The suggestion comes from Antonio Lombatti, whose blog shows a number of ossuaries that have vases or cups, some of which are at least generally comparable in shape. Cargill himself has drawn attention to this and now defers to it as a better suggestion than his initial thoughts about tomb markers. 

Lombatti and Cargill refer to these as "amphoras" but I am not sure this is the best description. The foot of the vessel (assuming it is that, and I do think it is) has very narrow shape often associated with an amphora, but the rest of the shape - the bulbous lower part with low-set handles, and a bell widening at the top - is much more reminiscent of a krater, the type of large vase used to mix wine at banquets.
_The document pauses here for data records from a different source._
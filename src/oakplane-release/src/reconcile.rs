//! Natural-key diffing of owned child collections.
//!
//! Children are matched on what identifies them to an operator (the domain
//! string, a node's `{ip, port}`) rather than on row ids, so an update touches
//! only the rows that actually changed.

use oakplane_core::{
    IpType, NodeSpec, Record, ResourceKind, ServiceDomain, ServiceNode, new_id, sni,
};
use oakplane_errors::StoreError;
use oakplane_memory::WriteBatch;
use std::collections::BTreeMap;

/// A desired child as supplied by the caller.
pub trait DesiredChild {
    type Row: Record;
    type Key: Ord + Clone;

    fn key(&self) -> Self::Key;
    fn row_key(row: &Self::Row) -> Self::Key;
    fn create(&self, parent_id: &str) -> Self::Row;
    /// Updated copy of `row` when attributes outside the key differ.
    fn merge(&self, row: &Self::Row) -> Option<Self::Row>;
}

/// Disjoint operations turning the current children into the desired ones.
#[derive(Debug, Clone, PartialEq)]
pub struct ChildDiff<T> {
    pub to_add: Vec<T>,
    pub to_update: Vec<T>,
    pub to_delete: Vec<String>,
}

impl<T> Default for ChildDiff<T> {
    fn default() -> Self {
        Self { to_add: Vec::new(), to_update: Vec::new(), to_delete: Vec::new() }
    }
}

impl<T: Record> ChildDiff<T> {
    pub fn is_empty(&self) -> bool {
        self.to_add.is_empty() && self.to_update.is_empty() && self.to_delete.is_empty()
    }

    pub fn stage(&self, batch: &mut WriteBatch) -> Result<(), StoreError> {
        batch.put_all(&self.to_add)?;
        batch.put_all(&self.to_update)?;
        for id in &self.to_delete {
            batch.delete::<T>(id);
        }
        Ok(())
    }
}

/// Diff `current` against `desired`. Repeated desired keys collapse to their
/// first occurrence; additions keep the desired order.
pub fn reconcile<D: DesiredChild>(
    parent_id: &str,
    current: Vec<D::Row>,
    desired: &[D],
) -> ChildDiff<D::Row> {
    let mut wanted: BTreeMap<D::Key, &D> = BTreeMap::new();
    let mut order: Vec<D::Key> = Vec::with_capacity(desired.len());
    for child in desired {
        let key = child.key();
        if !wanted.contains_key(&key) {
            order.push(key.clone());
            wanted.insert(key, child);
        }
    }

    let mut diff = ChildDiff::default();
    let mut existing: BTreeMap<D::Key, D::Row> = BTreeMap::new();
    for row in current {
        let key = D::row_key(&row);
        if !wanted.contains_key(&key) || existing.contains_key(&key) {
            diff.to_delete.push(row.id().to_string());
        } else {
            existing.insert(key, row);
        }
    }

    for key in &order {
        let child = wanted[key];
        match existing.get(key) {
            Some(row) => {
                if let Some(updated) = child.merge(row) {
                    diff.to_update.push(updated);
                }
            }
            None => diff.to_add.push(child.create(parent_id)),
        }
    }
    diff
}

impl DesiredChild for String {
    type Row = ServiceDomain;
    type Key = String;

    fn key(&self) -> String {
        sni::normalize(self)
    }

    fn row_key(row: &ServiceDomain) -> String {
        sni::normalize(&row.domain)
    }

    fn create(&self, parent_id: &str) -> ServiceDomain {
        ServiceDomain {
            id: new_id(ResourceKind::ServiceDomain),
            service_id: parent_id.to_string(),
            domain: self.key(),
        }
    }

    fn merge(&self, _row: &ServiceDomain) -> Option<ServiceDomain> {
        None
    }
}

impl DesiredChild for NodeSpec {
    type Row = ServiceNode;
    type Key = (String, u16);

    fn key(&self) -> (String, u16) {
        (self.node_ip.trim().to_ascii_lowercase(), self.node_port)
    }

    fn row_key(row: &ServiceNode) -> (String, u16) {
        (row.node_ip.trim().to_ascii_lowercase(), row.node_port)
    }

    fn create(&self, parent_id: &str) -> ServiceNode {
        let node_ip = self.node_ip.trim().to_string();
        ServiceNode {
            id: new_id(ResourceKind::ServiceNode),
            service_id: parent_id.to_string(),
            ip_type: IpType::discern(&node_ip).unwrap_or(IpType::Ipv4),
            node_ip,
            node_port: self.node_port,
            node_weight: self.node_weight,
        }
    }

    fn merge(&self, row: &ServiceNode) -> Option<ServiceNode> {
        if row.node_weight == self.node_weight {
            return None;
        }
        Some(ServiceNode { node_weight: self.node_weight, ..row.clone() })
    }
}
use crate::publisher::{RegistryPublisher, registry_key};
use async_trait::async_trait;
use dashmap::DashMap;
use oakplane_core::ResourceKind;
use oakplane_errors::PublishError;
use parking_lot::Mutex;
use serde_json::Value;
use std::sync::atomic::{AtomicBool, AtomicUsize, Ordering};
use tracing::{debug, warn};

#[derive(Debug, Clone, Copy, PartialEq, Eq)]
pub enum Verb {
    Put,
    Delete,
}

#[derive(Debug, Clone, PartialEq, Eq)]
pub struct PublishCall {
    pub kind: ResourceKind,
    pub id: String,
    pub verb: Verb,
    pub ok: bool,
}

/// In-process registry. Used when no external registry is configured and as
/// the fault-injectable publisher in tests.
#[derive(Default)]
pub struct MemoryRegistry {
    documents: DashMap<String, Value>,
    failing_calls: AtomicUsize,
    unavailable: AtomicBool,
    calls: Mutex<Vec<PublishCall>>,
}

impl MemoryRegistry {
    pub fn new() -> Self {
        Self::default()
    }

    /// Fail the next `n` publish calls.
    pub fn fail_next(&self, n: usize) {
        self.failing_calls.store(n, Ordering::SeqCst);
    }

    /// Fail every call until switched back.
    pub fn set_unavailable(&self, unavailable: bool) {
        self.unavailable.store(unavailable, Ordering::SeqCst);
    }

    pub fn document(&self, kind: ResourceKind, id: &str) -> Option<Value> {
        self.documents.get(&registry_key("", kind, id)).map(|d| d.value().clone())
    }

    pub fn contains(&self, kind: ResourceKind, id: &str) -> bool {
        self.documents.contains_key(&registry_key("", kind, id))
    }

    pub fn len(&self) -> usize {
        self.documents.len()
    }

    pub fn is_empty(&self) -> bool {
        self.documents.is_empty()
    }

    pub fn calls(&self) -> Vec<PublishCall> {
        self.calls.lock().clone()
    }

    fn should_fail(&self) -> bool {
        self.unavailable.load(Ordering::SeqCst)
            || self
                .failing_calls
                .fetch_update(Ordering::SeqCst, Ordering::SeqCst, |n| n.checked_sub(1))
                .is_ok()
    }
}

#[async_trait]
impl RegistryPublisher for MemoryRegistry {
    async fn publish(
        &self,
        kind: ResourceKind,
        id: &str,
        document: Option<&Value>,
    ) -> Result<(), PublishError> {
        let verb = if document.is_some() { Verb::Put } else { Verb::Delete };
        let fail = self.should_fail();
        self.calls.lock().push(PublishCall { kind, id: id.to_string(), verb, ok: !fail });
        if fail {
            warn!(%kind, id, ?verb, "memory registry refused call");
            return Err(PublishError::Unavailable("memory registry refused the call".into()));
        }

        let key = registry_key("", kind, id);
        match document {
            Some(doc) => {
                self.documents.insert(key, doc.clone());
            }
            None => {
                self.documents.remove(&key);
            }
        }
        debug!(%kind, id, ?verb, "memory registry updated");
        Ok(())
    }

    fn name(&self) -> &'static str {
        "memory"
    }
}

#[cfg(test)]
mod tests {
    use super::*;
    use serde_json::json;

    #[tokio::test]
    async fn stores_and_removes_documents() {
        let registry = MemoryRegistry::new();
        registry.publish(ResourceKind::Service, "svc_1", Some(&json!({"name": "a"}))).await.unwrap();
        assert_eq!(registry.document(ResourceKind::Service, "svc_1"), Some(json!({"name": "a"})));

        registry.publish(ResourceKind::Service, "svc_1", None).await.unwrap();
        assert!(registry.is_empty());
        assert_eq!(registry.calls().len(), 2);
    }

    #[tokio::test]
    async fn injected_failures_leave_documents_untouched() {
        let registry = MemoryRegistry::new();
        registry.publish(ResourceKind::Route, "rt_1", Some(&json!(1))).await.unwrap();

        registry.fail_next(1);
        assert!(registry.publish(ResourceKind::Route, "rt_1", None).await.is_err());
        assert!(registry.contains(ResourceKind::Route, "rt_1"));

        registry.publish(ResourceKind::Route, "rt_1", None).await.unwrap();
        assert!(!registry.contains(ResourceKind::Route, "rt_1"));
        assert_eq!(
            registry.calls().iter().map(|c| c.ok).collect::<Vec<_>>(),
            vec![true, false, true]
        );
    }
}
//! Facts read from an uploaded certificate.
//!
//! The SNI a certificate is stored under and its expiry come from the leaf
//! certificate itself, never from the caller.

use super::pem::certificate_blocks;
use super::sni;
use chrono::{DateTime, Utc};
use x509_parser::extensions::GeneralName;
use x509_parser::parse_x509_certificate;

#[derive(Debug, Clone, PartialEq, Eq)]
pub struct CertificateFacts {
    /// Subject CN, or the first DNS SAN when the subject has no CN.
    pub sni: String,
    pub dns_names: Vec<String>,
    pub not_after: DateTime<Utc>,
}

/// Parse the leaf (first block) of a PEM chain. The error is a human readable reason.
pub fn discern(cert_pem: &str) -> Result<CertificateFacts, String> {
    let blocks = certificate_blocks(cert_pem).ok_or_else(|| "no CERTIFICATE block".to_string())?;
    let leaf = blocks.first().ok_or_else(|| "no CERTIFICATE block".to_string())?;

    let (rest, cert) = parse_x509_certificate(leaf.contents()).map_err(|e| e.to_string())?;
    if !rest.is_empty() {
        return Err("trailing data after certificate".into());
    }

    let dns_names: Vec<String> = match cert.subject_alternative_name().map_err(|e| e.to_string())? {
        Some(ext) => ext
            .value
            .general_names
            .iter()
            .filter_map(|name| match name {
                GeneralName::DNSName(dns) => Some(sni::normalize(dns)),
                _ => None,
            })
            .collect(),
        None => Vec::new(),
    };
    let common_name = cert
        .subject()
        .iter_common_name()
        .next()
        .and_then(|cn| cn.as_str().ok())
        .map(sni::normalize)
        .filter(|cn| !cn.is_empty());

    let sni = common_name
        .or_else(|| dns_names.first().cloned())
        .ok_or_else(|| "certificate names no host".to_string())?;
    let not_after = DateTime::<Utc>::from_timestamp(cert.validity().not_after.timestamp(), 0)
        .ok_or_else(|| "not_after out of range".to_string())?;

    Ok(CertificateFacts { sni, dns_names, not_after })
}
//! PEM sanity checks for uploaded certificate material.
//!
//! Only framing and block tags are checked here; chain and key-pair validity
//! is left to the gateway nodes that load the material into their TLS stack.

use pem::Pem;

/// All blocks of a certificate upload, or `None` when the text is not PEM.
pub fn certificate_blocks(cert_pem: &str) -> Option<Vec<Pem>> {
    let blocks = pem::parse_many(cert_pem.as_bytes()).ok()?;
    if blocks.is_empty() || blocks.iter().any(|b| b.tag() != "CERTIFICATE") {
        return None;
    }
    Some(blocks)
}

pub fn is_certificate_pem(cert_pem: &str) -> bool {
    certificate_blocks(cert_pem).is_some()
}

/// Accepts PKCS#8 (`PRIVATE KEY`), PKCS#1 (`RSA PRIVATE KEY`) and SEC1 (`EC PRIVATE KEY`) blocks.
pub fn is_private_key_pem(key_pem: &str) -> bool {
    match pem::parse(key_pem.as_bytes()) {
        Ok(block) => block.tag().ends_with("PRIVATE KEY") && !block.contents().is_empty(),
        Err(_) => false,
    }
}

#[cfg(test)]
mod tests {
    use super::*;

    fn encode(tag: &str) -> String {
        pem::encode(&Pem::new(tag, vec![0x30, 0x82, 0x01, 0x0a]))
    }

    #[test]
    fn accepts_certificate_chain() {
        let chain = format!("{}{}", encode("CERTIFICATE"), encode("CERTIFICATE"));
        assert_eq!(certificate_blocks(&chain).map(|b| b.len()), Some(2));
    }

    #[test]
    fn rejects_key_in_certificate_slot() {
        assert!(!is_certificate_pem(&encode("PRIVATE KEY")));
        assert!(!is_certificate_pem("not pem at all"));
    }

    #[test]
    fn accepts_known_key_tags() {
        assert!(is_private_key_pem(&encode("PRIVATE KEY")));
        assert!(is_private_key_pem(&encode("RSA PRIVATE KEY")));
        assert!(is_private_key_pem(&encode("EC PRIVATE KEY")));
        assert!(!is_private_key_pem(&encode("CERTIFICATE")));
    }
}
These also often had knob-like feet, as in this example:

For that matter the other vases shown in Lombatti's post have large looped handles, and are of the type often referred to as kantharoi, which are also drinking vessels, whereas amphoras were typically for storage. The small boss on the bottom of this vase is not so unlike those of the other kantharoi that Lombatti shows.

Vases of various shapes were used as grave goods in Greco-Roman settings - many of the vases now found in museums came from such sources. But at the risk of over-reading the image on the ossuary, it is the type of vase used at banquets, that has overtones of eternal festivity and bliss, as funerary art often did. Maybe recognition of the krater will help put this to rest as well.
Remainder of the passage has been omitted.